- _Activity_: Reproduce the entries exactly. Omit none of them.
--- Data for the task Enclosed Below ---
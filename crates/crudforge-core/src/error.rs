//! Unified error handling for Crudforge Core.
//!
//! This module provides a unified error type that wraps domain and application
//! errors, with rich context and user-actionable suggestions.

use thiserror::Error;

use crate::application::ApplicationError;
use crate::domain::DomainError;

/// Root error type for Crudforge Core operations.
///
/// This enum wraps all possible errors that can occur when using
/// crudforge-core, providing a unified interface for error handling.
#[derive(Debug, Error, Clone)]
pub enum ForgeError {
    /// Errors from the domain layer (schema violations).
    #[error("Domain error: {0}")]
    Domain(#[from] DomainError),

    /// Errors from the application layer (orchestration failures).
    #[error("Application error: {0}")]
    Application(#[from] ApplicationError),

    /// Configuration or setup errors.
    #[error("Configuration error: {message}")]
    Configuration { message: String },

    /// Unexpected internal errors (bugs).
    #[error("Internal error: {message}. This is a bug, please report it.")]
    Internal { message: String },
}

impl ForgeError {
    /// Get user-actionable suggestions for fixing this error.
    pub fn suggestions(&self) -> Vec<String> {
        match self {
            Self::Domain(e) => e.suggestions(),
            Self::Application(e) => e.suggestions(),
            Self::Configuration { message } => vec![
                format!("Configuration issue: {}", message),
                "Check your setup and try again".into(),
            ],
            Self::Internal { .. } => vec![
                "This appears to be a bug in Crudforge".into(),
                "Please report this issue at: https://github.com/kadeyemi/crudforge/issues".into(),
            ],
        }
    }

    /// Get error category for display/styling purposes.
    pub fn category(&self) -> ErrorCategory {
        match self {
            Self::Domain(e) => match e.category() {
                crate::domain::ErrorCategory::Validation => ErrorCategory::Validation,
                crate::domain::ErrorCategory::Internal => ErrorCategory::Internal,
            },
            Self::Application(e) => e.category(),
            Self::Configuration { .. } => ErrorCategory::Configuration,
            Self::Internal { .. } => ErrorCategory::Internal,
        }
    }

    /// Check if this error is retryable.
    pub fn is_retryable(&self) -> bool {
        matches!(self, Self::Application(ApplicationError::StoreLockError))
    }
}

/// Error categories for UI display.
#[derive(Debug, Clone, Copy, PartialEq, Eq)]
pub enum ErrorCategory {
    Validation,
    NotFound,
    Configuration,
    Internal,
}

/// Convenient result type alias.
pub type ForgeResult<T> = Result<T, ForgeError>;

/// Extension trait for adding context to errors.
pub trait Context<T> {
    /// Add context to an error.
    fn context(self, msg: impl Into<String>) -> ForgeResult<T>;
}

impl<T, E> Context<T> for Result<T, E>
where
    E: std::error::Error + Send + Sync + 'static,
{
    fn context(self, msg: impl Into<String>) -> ForgeResult<T> {
        self.map_err(|e| ForgeError::Internal {
            message: format!("{}: {}", msg.into(), e),
        })
    }
}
--- End of Enclosed Data for the task ---
- _Written reply_:
filename crates/crudforge-core/src/error.rs
//! Unified error handling for Crudforge Core.
//!
//! This module provides a unified error type that wraps domain and application
//! errors, with rich context and user-actionable suggestions.

use thiserror::Error;

use crate::application::ApplicationError;
use crate::domain::DomainError;

/// Root error type for Crudforge Core operations.
///
/// This enum wraps all possible errors that can occur when using
/// crudforge-core, providing a unified interface for error handling.
#[derive(Debug, Error, Clone)]
pub enum ForgeError {
    /// Errors from the domain layer (schema violations).
    #[error("Domain error: {0}")]
    Domain(#[from] DomainError),

    /// Errors from the application layer (orchestration failures).
    #[error("Application error: {0}")]
    Application(#[from] ApplicationError),

    /// Configuration or setup errors.
    #[error("Configuration error: {message}")]
    Configuration { message: String },

    /// Unexpected internal errors (bugs).
    #[error("Internal error: {message}. This is a bug, please report it.")]
    Internal { message: String },
}

impl ForgeError {
    /// Get user-actionable suggestions for fixing this error.
    pub fn suggestions(&self) -> Vec<String> {
        match self {
            Self::Domain(e) => e.suggestions(),
            Self::Application(e) => e.suggestions(),
            Self::Configuration { message } => vec![
                format!("Configuration issue: {}", message),
                "Check your setup and try again".into(),
            ],
            Self::Internal { .. } => vec![
                "This appears to be a bug in Crudforge".into(),
                "Please report this issue at: https://github.com/kadeyemi/crudforge/issues".into(),
            ],
        }
    }

    /// Get error category for display/styling purposes.
    pub fn category(&self) -> ErrorCategory {
        match self {
            Self::Domain(e) => match e.category() {
                crate::domain::ErrorCategory::Validation => ErrorCategory::Validation,
                crate::domain::ErrorCategory::Internal => ErrorCategory::Internal,
            },
            Self::Application(e) => e.category(),
            Self::Configuration { .. } => ErrorCategory::Configuration,
            Self::Internal { .. } => ErrorCategory::Internal,
        }
    }

    /// Check if this error is retryable.
    pub fn is_retryable(&self) -> bool {
        matches!(self, Self::Application(ApplicationError::StoreLockError))
    }
}

/// Error categories for UI display.
#[derive(Debug, Clone, Copy, PartialEq, Eq)]
pub enum ErrorCategory {
    Validation,
    NotFound,
    Configuration,
    Internal,
}

/// Convenient result type alias.
pub type ForgeResult<T> = Result<T, ForgeError>;

/// Extension trait for adding context to errors.
pub trait Context<T> {
    /// Add context to an error.
    fn context(self, msg: impl Into<String>) -> ForgeResult<T>;
}

impl<T, E> Context<T> for Result<T, E>
where
    E: std::error::Error + Send + Sync + 'static,
{
    fn context(self, msg: impl Into<String>) -> ForgeResult<T> {
        self.map_err(|e| ForgeError::Internal {
            message: format!("{}: {}", msg.into(), e),
        })
    }
}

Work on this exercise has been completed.